[Opening INPUT section]
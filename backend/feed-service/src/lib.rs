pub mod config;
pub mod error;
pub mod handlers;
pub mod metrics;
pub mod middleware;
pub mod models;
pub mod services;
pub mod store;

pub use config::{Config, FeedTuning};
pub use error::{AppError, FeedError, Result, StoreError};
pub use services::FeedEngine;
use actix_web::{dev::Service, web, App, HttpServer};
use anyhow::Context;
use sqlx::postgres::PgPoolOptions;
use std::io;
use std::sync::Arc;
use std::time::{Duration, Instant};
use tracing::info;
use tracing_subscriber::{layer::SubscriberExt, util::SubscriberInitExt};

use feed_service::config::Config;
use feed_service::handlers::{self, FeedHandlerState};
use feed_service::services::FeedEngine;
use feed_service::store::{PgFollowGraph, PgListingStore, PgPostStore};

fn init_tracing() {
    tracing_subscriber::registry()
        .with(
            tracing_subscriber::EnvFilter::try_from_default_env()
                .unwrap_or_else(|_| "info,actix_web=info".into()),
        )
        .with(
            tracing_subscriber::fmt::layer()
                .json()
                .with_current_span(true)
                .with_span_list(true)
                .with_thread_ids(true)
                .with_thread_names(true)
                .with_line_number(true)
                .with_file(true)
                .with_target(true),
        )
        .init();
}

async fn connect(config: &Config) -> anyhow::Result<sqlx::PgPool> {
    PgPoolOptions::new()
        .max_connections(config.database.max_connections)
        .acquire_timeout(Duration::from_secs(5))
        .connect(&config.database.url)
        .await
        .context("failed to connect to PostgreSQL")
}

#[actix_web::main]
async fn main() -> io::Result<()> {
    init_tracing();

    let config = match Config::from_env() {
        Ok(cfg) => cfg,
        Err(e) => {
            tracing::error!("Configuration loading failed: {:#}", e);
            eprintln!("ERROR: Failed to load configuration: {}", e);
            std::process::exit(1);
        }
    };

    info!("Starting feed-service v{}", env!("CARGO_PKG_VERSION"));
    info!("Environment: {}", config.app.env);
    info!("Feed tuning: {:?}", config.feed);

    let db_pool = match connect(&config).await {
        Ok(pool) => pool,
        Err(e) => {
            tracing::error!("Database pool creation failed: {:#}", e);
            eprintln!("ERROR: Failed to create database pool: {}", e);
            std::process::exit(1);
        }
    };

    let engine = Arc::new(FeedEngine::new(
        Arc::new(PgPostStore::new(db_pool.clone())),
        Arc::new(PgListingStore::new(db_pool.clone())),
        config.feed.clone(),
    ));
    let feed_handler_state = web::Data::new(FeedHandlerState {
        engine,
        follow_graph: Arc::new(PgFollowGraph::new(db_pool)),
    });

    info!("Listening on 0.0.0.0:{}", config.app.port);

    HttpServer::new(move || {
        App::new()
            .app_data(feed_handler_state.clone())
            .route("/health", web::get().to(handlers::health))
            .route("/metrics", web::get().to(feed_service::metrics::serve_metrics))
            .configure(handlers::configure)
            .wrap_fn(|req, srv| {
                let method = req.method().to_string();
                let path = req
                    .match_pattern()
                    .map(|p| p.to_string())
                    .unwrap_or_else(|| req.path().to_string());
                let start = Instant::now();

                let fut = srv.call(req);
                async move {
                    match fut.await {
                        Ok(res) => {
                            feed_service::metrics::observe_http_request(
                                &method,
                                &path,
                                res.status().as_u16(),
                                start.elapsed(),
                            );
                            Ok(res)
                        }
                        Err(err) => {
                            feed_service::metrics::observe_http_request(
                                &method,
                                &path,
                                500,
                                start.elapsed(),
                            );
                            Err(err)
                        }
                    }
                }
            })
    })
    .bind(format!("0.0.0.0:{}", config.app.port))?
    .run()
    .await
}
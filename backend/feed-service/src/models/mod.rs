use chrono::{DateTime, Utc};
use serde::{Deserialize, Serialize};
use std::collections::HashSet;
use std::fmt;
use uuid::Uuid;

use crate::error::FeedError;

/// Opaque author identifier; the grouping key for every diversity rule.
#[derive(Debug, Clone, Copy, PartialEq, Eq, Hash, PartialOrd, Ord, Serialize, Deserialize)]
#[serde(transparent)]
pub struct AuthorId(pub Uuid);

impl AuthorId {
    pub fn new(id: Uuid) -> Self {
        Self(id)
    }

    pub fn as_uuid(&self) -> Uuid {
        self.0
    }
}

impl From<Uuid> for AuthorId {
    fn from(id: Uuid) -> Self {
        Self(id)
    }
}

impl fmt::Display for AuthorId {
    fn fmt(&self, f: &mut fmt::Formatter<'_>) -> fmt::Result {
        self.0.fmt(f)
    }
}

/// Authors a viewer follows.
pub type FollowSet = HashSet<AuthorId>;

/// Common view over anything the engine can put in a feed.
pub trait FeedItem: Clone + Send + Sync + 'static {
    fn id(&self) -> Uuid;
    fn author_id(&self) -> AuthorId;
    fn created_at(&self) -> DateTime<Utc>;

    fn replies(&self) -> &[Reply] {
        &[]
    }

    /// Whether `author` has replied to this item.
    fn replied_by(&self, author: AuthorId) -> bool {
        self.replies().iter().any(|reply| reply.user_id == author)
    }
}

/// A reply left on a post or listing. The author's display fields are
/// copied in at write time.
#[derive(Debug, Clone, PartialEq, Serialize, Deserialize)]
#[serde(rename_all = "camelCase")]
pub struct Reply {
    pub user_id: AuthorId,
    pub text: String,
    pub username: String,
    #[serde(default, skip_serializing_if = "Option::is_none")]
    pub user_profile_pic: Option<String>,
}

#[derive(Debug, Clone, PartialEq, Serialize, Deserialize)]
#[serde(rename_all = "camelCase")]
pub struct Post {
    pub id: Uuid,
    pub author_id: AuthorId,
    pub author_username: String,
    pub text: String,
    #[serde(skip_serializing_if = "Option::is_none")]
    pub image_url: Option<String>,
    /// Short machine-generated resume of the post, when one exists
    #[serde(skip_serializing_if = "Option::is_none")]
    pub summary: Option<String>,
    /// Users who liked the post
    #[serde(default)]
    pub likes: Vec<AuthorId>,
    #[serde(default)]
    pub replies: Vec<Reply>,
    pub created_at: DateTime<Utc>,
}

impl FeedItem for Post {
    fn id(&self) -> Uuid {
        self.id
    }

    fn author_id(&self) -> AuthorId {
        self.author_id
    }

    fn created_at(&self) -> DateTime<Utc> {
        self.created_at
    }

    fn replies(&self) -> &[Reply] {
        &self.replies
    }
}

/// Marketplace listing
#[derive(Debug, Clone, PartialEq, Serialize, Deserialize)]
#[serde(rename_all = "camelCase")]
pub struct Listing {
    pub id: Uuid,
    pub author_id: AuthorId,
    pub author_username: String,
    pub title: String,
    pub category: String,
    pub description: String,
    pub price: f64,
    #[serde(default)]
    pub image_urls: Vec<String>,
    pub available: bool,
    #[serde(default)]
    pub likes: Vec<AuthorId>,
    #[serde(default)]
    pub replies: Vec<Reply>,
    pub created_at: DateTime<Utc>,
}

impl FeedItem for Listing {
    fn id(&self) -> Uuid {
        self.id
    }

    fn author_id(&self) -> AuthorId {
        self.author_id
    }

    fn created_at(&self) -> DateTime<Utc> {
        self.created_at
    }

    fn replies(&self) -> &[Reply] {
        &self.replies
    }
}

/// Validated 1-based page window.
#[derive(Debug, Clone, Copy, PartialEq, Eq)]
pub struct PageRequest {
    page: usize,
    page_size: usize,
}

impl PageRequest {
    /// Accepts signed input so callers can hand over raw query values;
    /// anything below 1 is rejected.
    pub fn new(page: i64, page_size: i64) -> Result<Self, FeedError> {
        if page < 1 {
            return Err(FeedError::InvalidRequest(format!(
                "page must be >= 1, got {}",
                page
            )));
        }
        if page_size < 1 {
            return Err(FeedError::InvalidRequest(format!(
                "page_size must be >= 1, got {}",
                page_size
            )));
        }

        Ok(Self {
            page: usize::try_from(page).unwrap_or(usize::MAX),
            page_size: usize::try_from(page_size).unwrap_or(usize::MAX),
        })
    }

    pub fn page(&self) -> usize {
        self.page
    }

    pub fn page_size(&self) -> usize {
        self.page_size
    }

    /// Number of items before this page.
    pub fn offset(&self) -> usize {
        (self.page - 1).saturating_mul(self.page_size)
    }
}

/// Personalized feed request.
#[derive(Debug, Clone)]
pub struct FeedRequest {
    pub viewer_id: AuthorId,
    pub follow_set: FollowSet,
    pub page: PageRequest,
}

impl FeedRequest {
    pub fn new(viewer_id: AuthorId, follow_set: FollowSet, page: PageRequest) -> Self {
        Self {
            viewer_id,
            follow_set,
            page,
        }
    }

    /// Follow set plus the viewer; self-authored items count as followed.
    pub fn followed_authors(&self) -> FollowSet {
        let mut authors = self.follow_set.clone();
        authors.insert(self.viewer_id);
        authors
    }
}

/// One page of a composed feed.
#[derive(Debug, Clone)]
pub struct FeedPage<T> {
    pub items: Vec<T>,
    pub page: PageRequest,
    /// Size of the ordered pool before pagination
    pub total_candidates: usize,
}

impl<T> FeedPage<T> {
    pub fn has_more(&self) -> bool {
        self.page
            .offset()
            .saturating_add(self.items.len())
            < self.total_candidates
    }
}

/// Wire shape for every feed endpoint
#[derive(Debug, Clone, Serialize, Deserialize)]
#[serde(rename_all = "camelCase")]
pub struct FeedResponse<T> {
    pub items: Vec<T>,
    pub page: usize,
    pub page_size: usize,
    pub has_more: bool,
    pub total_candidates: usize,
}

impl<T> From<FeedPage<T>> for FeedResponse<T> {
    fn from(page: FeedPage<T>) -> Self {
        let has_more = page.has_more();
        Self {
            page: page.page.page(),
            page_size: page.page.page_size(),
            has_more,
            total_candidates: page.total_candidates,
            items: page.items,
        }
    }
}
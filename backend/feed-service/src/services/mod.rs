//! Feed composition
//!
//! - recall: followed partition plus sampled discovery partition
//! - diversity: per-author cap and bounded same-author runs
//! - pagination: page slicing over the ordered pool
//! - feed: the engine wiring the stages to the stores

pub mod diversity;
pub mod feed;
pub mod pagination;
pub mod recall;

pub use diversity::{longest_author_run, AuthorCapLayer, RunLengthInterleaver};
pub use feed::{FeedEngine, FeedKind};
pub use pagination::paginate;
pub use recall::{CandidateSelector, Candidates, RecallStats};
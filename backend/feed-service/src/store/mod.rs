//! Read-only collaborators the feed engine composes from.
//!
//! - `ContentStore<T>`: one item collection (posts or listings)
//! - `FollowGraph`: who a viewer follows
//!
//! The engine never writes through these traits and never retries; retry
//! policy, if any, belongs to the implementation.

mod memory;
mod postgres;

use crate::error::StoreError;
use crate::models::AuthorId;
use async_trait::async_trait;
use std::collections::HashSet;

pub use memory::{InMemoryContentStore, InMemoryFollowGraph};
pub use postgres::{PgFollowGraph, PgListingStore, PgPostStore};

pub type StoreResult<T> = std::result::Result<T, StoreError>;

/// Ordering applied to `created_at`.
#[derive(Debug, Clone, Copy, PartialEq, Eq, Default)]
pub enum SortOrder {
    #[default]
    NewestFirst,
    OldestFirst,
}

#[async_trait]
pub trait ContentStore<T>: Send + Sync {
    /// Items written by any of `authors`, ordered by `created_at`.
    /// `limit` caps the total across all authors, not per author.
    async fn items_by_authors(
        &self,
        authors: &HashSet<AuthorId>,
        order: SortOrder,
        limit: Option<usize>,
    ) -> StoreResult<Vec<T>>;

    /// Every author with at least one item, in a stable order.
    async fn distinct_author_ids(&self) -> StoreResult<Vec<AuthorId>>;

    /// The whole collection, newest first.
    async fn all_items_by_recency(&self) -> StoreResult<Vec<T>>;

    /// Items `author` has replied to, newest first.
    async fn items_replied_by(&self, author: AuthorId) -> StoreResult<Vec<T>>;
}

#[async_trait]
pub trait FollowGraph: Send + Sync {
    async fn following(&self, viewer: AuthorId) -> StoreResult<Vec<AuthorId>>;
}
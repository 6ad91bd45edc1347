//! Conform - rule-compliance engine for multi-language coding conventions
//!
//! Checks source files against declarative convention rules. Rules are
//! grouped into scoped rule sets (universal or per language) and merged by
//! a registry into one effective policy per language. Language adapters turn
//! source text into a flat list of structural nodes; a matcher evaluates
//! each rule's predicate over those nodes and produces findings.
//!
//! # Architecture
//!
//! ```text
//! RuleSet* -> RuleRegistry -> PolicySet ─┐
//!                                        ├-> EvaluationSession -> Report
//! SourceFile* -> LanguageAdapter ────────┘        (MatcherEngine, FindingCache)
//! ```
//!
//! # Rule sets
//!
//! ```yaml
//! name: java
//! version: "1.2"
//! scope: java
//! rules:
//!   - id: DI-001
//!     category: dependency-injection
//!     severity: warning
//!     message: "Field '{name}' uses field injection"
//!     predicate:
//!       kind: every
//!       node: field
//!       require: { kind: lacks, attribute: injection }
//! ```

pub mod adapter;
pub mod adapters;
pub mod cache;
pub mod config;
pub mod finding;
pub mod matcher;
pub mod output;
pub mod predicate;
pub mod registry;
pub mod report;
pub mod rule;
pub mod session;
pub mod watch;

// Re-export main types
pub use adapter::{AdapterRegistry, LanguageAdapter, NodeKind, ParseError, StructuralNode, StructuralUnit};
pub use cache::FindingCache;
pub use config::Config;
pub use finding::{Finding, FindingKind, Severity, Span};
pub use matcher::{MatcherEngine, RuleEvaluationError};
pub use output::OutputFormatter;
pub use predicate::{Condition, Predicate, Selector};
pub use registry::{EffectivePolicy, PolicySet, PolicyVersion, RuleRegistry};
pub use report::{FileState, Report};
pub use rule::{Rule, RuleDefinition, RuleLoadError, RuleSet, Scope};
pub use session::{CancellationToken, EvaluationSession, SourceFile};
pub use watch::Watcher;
[Closing INPUT section]
◆ **EXERCISE OBJECTIVE**: Exactly the lines from the one with "pub mod rule;" through the end of the entries, both included, should be written out, and no others.

◆ **OUTPUT BELOW**:
pub mod rule;
pub mod session;
pub mod watch;

// Re-export main types
pub use adapter::{AdapterRegistry, LanguageAdapter, NodeKind, ParseError, StructuralNode, StructuralUnit};
pub use cache::FindingCache;
pub use config::Config;
pub use finding::{Finding, FindingKind, Severity, Span};
pub use matcher::{MatcherEngine, RuleEvaluationError};
pub use output::OutputFormatter;
pub use predicate::{Condition, Predicate, Selector};
pub use registry::{EffectivePolicy, PolicySet, PolicyVersion, RuleRegistry};
pub use report::{FileState, Report};
pub use rule::{Rule, RuleDefinition, RuleLoadError, RuleSet, Scope};
pub use session::{CancellationToken, EvaluationSession, SourceFile};
pub use watch::Watcher;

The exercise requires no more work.